If you have an insurance policy for your business that covers employment practices liability (EPLI), then you should consider sending a copy of the demand letter to your insurance agent, the insurance carrier, or following the directions for making a claim. If you aren’t sure whether you want to make a claim or not, FairLaw Firm can help discuss the difference whether you want to make a claim, want to provide notice, or how to proceed with your insurance company.
There is a bright side with a demand letter, which is that you now have the potential to do a few things. Early on, you have the potential ability to convince your employee and the attorney that the case is not worth pursuing – legally, factually, or both.
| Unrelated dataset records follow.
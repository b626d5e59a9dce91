#![deny(missing_docs)]

//! # Induce CLI
//!
//! Generates an OpenAPI document for one operation from example request and
//! response bodies.
//!
//! ```text
//! induce POST /employees 201 --request new_employee.json --response created.json -o openapi.yaml
//! ```

use clap::Parser;
use std::process::ExitCode;
use tracing_subscriber::EnvFilter;

mod error;
mod generate;

#[derive(Parser, Debug)]
#[clap(
    author,
    version,
    about = "Generate OpenAPI documentation by supplying request/response bodies",
    override_usage = "induce METHOD PATH CODE [OPTIONS]"
)]
struct Cli {
    #[clap(flatten)]
    generate: generate::GenerateArgs,

    /// Log build steps to stderr.
    #[clap(short, long)]
    verbose: bool,
}

fn init_logging(verbose: bool) {
    let level = if verbose { "debug" } else { "warn" };
    let filter = EnvFilter::try_from_default_env().unwrap_or_else(|_| EnvFilter::new(level));
    tracing_subscriber::fmt()
        .with_env_filter(filter)
        .with_writer(std::io::stderr)
        .with_target(false)
        .init();
}

fn main() -> ExitCode {
    let cli = Cli::parse();
    init_logging(cli.verbose);

    match generate::execute(&cli.generate) {
        Ok(Some(rendered)) => {
            print!("{}", rendered);
            ExitCode::SUCCESS
        }
        Ok(None) => ExitCode::SUCCESS,
        Err(e) => {
            eprintln!("{}", e);
            ExitCode::FAILURE
        }
    }
}

#[cfg(test)]
mod tests {
    use super::*;
    use clap::CommandFactory;

    #[test]
    fn verify_cli_structure() {
        Cli::command().debug_assert();
    }

    #[test]
    fn parses_original_style_flags() {
        let cli = Cli::try_parse_from([
            "induce",
            "post",
            "/employees",
            "201",
            "--req",
            "req.json",
            "--resp",
            "resp.json",
            "--mt",
            "application/yaml",
            "--ne",
        ])
        .unwrap();
        assert_eq!(cli.generate.method, generate::MethodArg::Post);
        assert_eq!(cli.generate.code, 201);
        assert_eq!(cli.generate.media_type, "application/yaml");
        assert!(cli.generate.no_example);
        assert!(cli.generate.request.is_some());
    }

    #[test]
    fn rejects_unknown_method() {
        assert!(Cli::try_parse_from(["induce", "TRACE", "/employees", "200"]).is_err());
    }
}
Maybe it makes sense to settle the case before either a lawsuit is filed or an administrative process is started – because you would save lawyer fees, because you can’t risk have a record of a lawsuit, or because it makes sense for some other reason. If it just makes sense to settle because it would be more costly, then you as the client get to make that decision or to pay for the fight for a strategic reason. When the numbers/amounts demanded and offered do not line up, then at least you can strategize a defense before any lawsuit or administrative proceeding commences.
At FairLaw Firm, we work with employers at every step of the way. We try and avoid workplace issues with employees through the creation of relevant documents (handbooks, agreements, and other materials), we counsel employers about situations to avoid future problems, and we help to engineer defenses once matters work their way to administrative or legal proceedings.
Our goal at FairLaw Firm is to serve as a resource to build and preserve your business. Litigation is now part of the business landscape in South Florida, and either avoiding or successfully navigating that landscape is where we can help. This blog post is not legal advice and is not intended to be a step-by-step guide for how to defend against a demand letter, but is instead intended to serve as a general outline for how we like to approach these matters in general. We do, however, tailor our response to each individual situation and client.